Negli anni fra il 1938 e il 1945 la storia degli ebrei in Piemonte non si differenzia molto da quella degli ebrei del resto d’Italia. Più stretto appare però il rapporto con la Resistenza, dovuto in parte alla notevole politicizzazione del mondo ebraico piemontese e in particolare torinese, integrato, socialmente medio e alto borghese, non troppo osservante delle pratiche religiose – una buona descrizione ne possiamo trovare negli scritti di Primo Levi, e forse anche erede di quell’antifascismo che era stato represso col carcere e il confino negli anni Trenta e di cui si era, fino alle leggi razziali, quasi perduta memoria fra gli ebrei torinesi. La generazione nata intorno agli anni Venti riscopre sotto la spinta della perdita dei diritti quell’antifascismo riflette, si interroga, e finisce per gettarsi nella Resistenza. Non tutti, ma molti di loro. E si interroga anche sulle sue radici religiose, in parte riscoprendole in parte mettendole comunque al centro della riflessione. Sono le riunioni nella Biblioteca della Comunità di tanti giovani ebrei torinesi, in cui si parla di politica, di ebraismo, di sionismo, e che hanno fra i protagonisti Primo Levi ed Emanuele Artom, morto partigiano arrestato dai fascisti in Val Pellice e assassinato a Torino. Durante la lotta partigiana importante è il ruolo delle Valli di Lanzo, in cui si realizza una stretta collaborazione fra ebrei, non necessariamente partigiani ma molti anche là rifugiati fin da dopo il 1938 e Resistenza.

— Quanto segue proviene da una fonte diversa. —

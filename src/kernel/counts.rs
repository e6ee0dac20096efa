use std::collections::{HashMap, HashSet};

use super::item::ItemId;

/// Last server-confirmed view count per item, plus the one-time seeding guard.
///
/// The server is authoritative: a confirmed count replaces whatever is stored,
/// seeded or locally incremented.
#[derive(Debug, Clone, Default)]
pub struct ConfirmedCountStore {
    counts: HashMap<ItemId, u64>,
    seeded: HashSet<ItemId>,
}

impl ConfirmedCountStore {
    pub fn new() -> Self {
        Self::default()
    }

    /// 0 when the item was never seeded or confirmed.
    pub fn get(&self, id: &str) -> u64 {
        self.counts.get(id).copied().unwrap_or(0)
    }

    /// Primes the count once per item. Returns true if the value was stored.
    ///
    /// The id is marked seeded even when a confirmed count already exists; in that
    /// case the confirmed count wins and the seed is discarded.
    pub fn seed(&mut self, id: ItemId, count: u64) -> bool {
        if !self.seeded.insert(id.clone()) {
            return false;
        }
        if self.counts.contains_key(&id) {
            return false;
        }
        self.counts.insert(id, count);
        true
    }

    /// Last-writer overwrite with the server's value.
    pub fn confirm(&mut self, id: ItemId, count: u64) {
        self.counts.insert(id, count);
    }

    /// Local optimistic bump, used when the server acknowledges without counts.
    pub fn increment(&mut self, id: ItemId) -> u64 {
        let slot = self.counts.entry(id).or_insert(0);
        *slot = slot.saturating_add(1);
        *slot
    }

    pub fn is_empty(&self) -> bool {
        self.counts.is_empty()
    }
}
//! HTTP transport types for the host-does-IO pattern.
//!
//! # Design
//! Requests and responses are plain data. The strategies in `strategy`
//! decorate an `HttpRequest` (auth, CSRF, content type) and interpret an
//! `HttpResponse`, while a `Transport` implementation performs the actual
//! round-trip. Keeping the wire step behind plain values lets every strategy
//! be tested against scripted responses.

use std::fmt;

/// HTTP method for a request.
#[derive(Debug, Clone, Copy, PartialEq, Eq)]
pub enum HttpMethod {
    Get,
    Post,
    Put,
    Delete,
}

impl HttpMethod {
    pub fn as_str(&self) -> &'static str {
        match self {
            HttpMethod::Get => "GET",
            HttpMethod::Post => "POST",
            HttpMethod::Put => "PUT",
            HttpMethod::Delete => "DELETE",
        }
    }
}

impl fmt::Display for HttpMethod {
    fn fmt(&self, f: &mut fmt::Formatter<'_>) -> fmt::Result {
        f.write_str(self.as_str())
    }
}

/// An HTTP request described as plain data.
///
/// `url` is absolute: the API base URL, the versioned make prefix, the
/// endpoint and, for GET calls, the encoded query string.
#[derive(Debug, Clone, PartialEq, Eq)]
pub struct HttpRequest {
    pub method: HttpMethod,
    pub url: String,
    pub headers: Vec<(String, String)>,
    pub body: Option<String>,
}

impl HttpRequest {
    pub fn new(method: HttpMethod, url: impl Into<String>) -> Self {
        Self {
            method,
            url: url.into(),
            headers: Vec::new(),
            body: None,
        }
    }

    /// First value of the named header, compared case-insensitively.
    pub fn header(&self, name: &str) -> Option<&str> {
        find_header(&self.headers, name)
    }
}

/// An HTTP response described as plain data.
///
/// Produced by a `Transport` after executing an `HttpRequest`. Non-2xx
/// statuses are data here, never transport errors.
#[derive(Debug, Clone, PartialEq, Eq)]
pub struct HttpResponse {
    pub status: u16,
    pub headers: Vec<(String, String)>,
    pub body: String,
}

impl HttpResponse {
    pub fn header(&self, name: &str) -> Option<&str> {
        find_header(&self.headers, name)
    }
}

fn find_header<'a>(headers: &'a [(String, String)], name: &str) -> Option<&'a str> {
    headers
        .iter()
        .find(|(k, _)| k.eq_ignore_ascii_case(name))
        .map(|(_, v)| v.as_str())
}
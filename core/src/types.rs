//! Wire DTOs for the Make API.
//!
//! # Design
//! The server owns the Make schema; every attribute besides the identifier
//! defaults when absent or `null` so partially populated records still parse. Field
//! names follow the server's camelCase, and the identifier travels as `_id`.

use serde::{Deserialize, Deserializer, Serialize};

/// A single Make record as returned by the API.
#[derive(Debug, Clone, Default, Serialize, Deserialize, PartialEq)]
#[serde(rename_all = "camelCase")]
pub struct MakeData {
    #[serde(rename = "_id", alias = "id")]
    pub id: String,
    #[serde(default, deserialize_with = "null_as_default")]
    pub url: String,
    #[serde(default, deserialize_with = "null_as_default")]
    pub content_type: String,
    #[serde(default, deserialize_with = "null_as_default")]
    pub locale: String,
    #[serde(default, deserialize_with = "null_as_default")]
    pub title: String,
    #[serde(default, deserialize_with = "null_as_default")]
    pub description: String,
    #[serde(default, skip_serializing_if = "Option::is_none")]
    pub author: Option<String>,
    #[serde(default, deserialize_with = "null_as_default")]
    pub published: bool,
    #[serde(default, deserialize_with = "null_as_default")]
    pub tags: Vec<String>,
    #[serde(default, skip_serializing_if = "Option::is_none")]
    pub thumbnail: Option<String>,
    #[serde(default, skip_serializing_if = "Option::is_none")]
    pub username: Option<String>,
    #[serde(default, skip_serializing_if = "Option::is_none")]
    pub remixed_from: Option<String>,
    #[serde(default, skip_serializing_if = "Option::is_none")]
    pub email_hash: Option<String>,
    #[serde(default, skip_serializing_if = "Option::is_none")]
    pub created_at: Option<i64>,
    #[serde(default, skip_serializing_if = "Option::is_none")]
    pub updated_at: Option<i64>,
    #[serde(default, deserialize_with = "null_as_default")]
    pub likes: Vec<serde_json::Value>,
    #[serde(default, deserialize_with = "null_as_default")]
    pub reports: Vec<serde_json::Value>,
    #[serde(default, skip_serializing_if = "Option::is_none")]
    pub remixurl: Option<String>,
    #[serde(default, skip_serializing_if = "Option::is_none")]
    pub editurl: Option<String>,
}

fn null_as_default<'de, D, T>(deserializer: D) -> Result<T, D::Error>
where
    D: Deserializer<'de>,
    T: Default + Deserialize<'de>,
{
    Ok(Option::<T>::deserialize(deserializer)?.unwrap_or_default())
}

/// Body of a search response. Both fields may be missing.
#[derive(Debug, Clone, Default, Deserialize)]
pub struct SearchResponse {
    #[serde(default)]
    pub makes: Option<Vec<MakeData>>,
    #[serde(default)]
    pub total: Option<u64>,
}

/// Request body of like, unlike, report and cancelReport.
#[derive(Debug, Clone, Serialize, Deserialize, PartialEq, Eq)]
pub struct MakerBody {
    pub maker: String,
}

/// Response body of `remixCount`.
#[derive(Debug, Clone, Serialize, Deserialize, PartialEq, Eq)]
pub struct RemixCount {
    pub count: u64,
}

/// Optional time bounds for `remixCount`, in milliseconds since the epoch.
#[derive(Debug, Clone, Copy, Default, PartialEq, Eq)]
pub struct RemixRange {
    pub from: Option<i64>,
    pub to: Option<i64>,
}

/// One tag suggestion from the `tags` endpoint.
#[derive(Debug, Clone, Serialize, Deserialize, PartialEq, Eq)]
pub struct TagCount {
    pub term: String,
    #[serde(default)]
    pub count: u64,
}

/// Response body of the `tags` endpoint.
#[derive(Debug, Clone, Default, Serialize, Deserialize, PartialEq, Eq)]
pub struct TagSuggestions {
    #[serde(default)]
    pub tags: Vec<TagCount>,
    #[serde(default)]
    pub total: u64,
}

E quello della Val Pellice e dell’attigua Val Germanasca, dove stretto è il collegamento tra ebrei e valdesi e dove due ebrei, Giorgio Diena e Vittorio Foa, scriveranno già nei primissimi giorni dopo l’occupazione nazista, il programma per la Resistenza e l’Italia post-fascista del Partito d’Azione. Lo stesero là, raccontavano, perché era, per loro ebrei, una sorta di luogo protetto.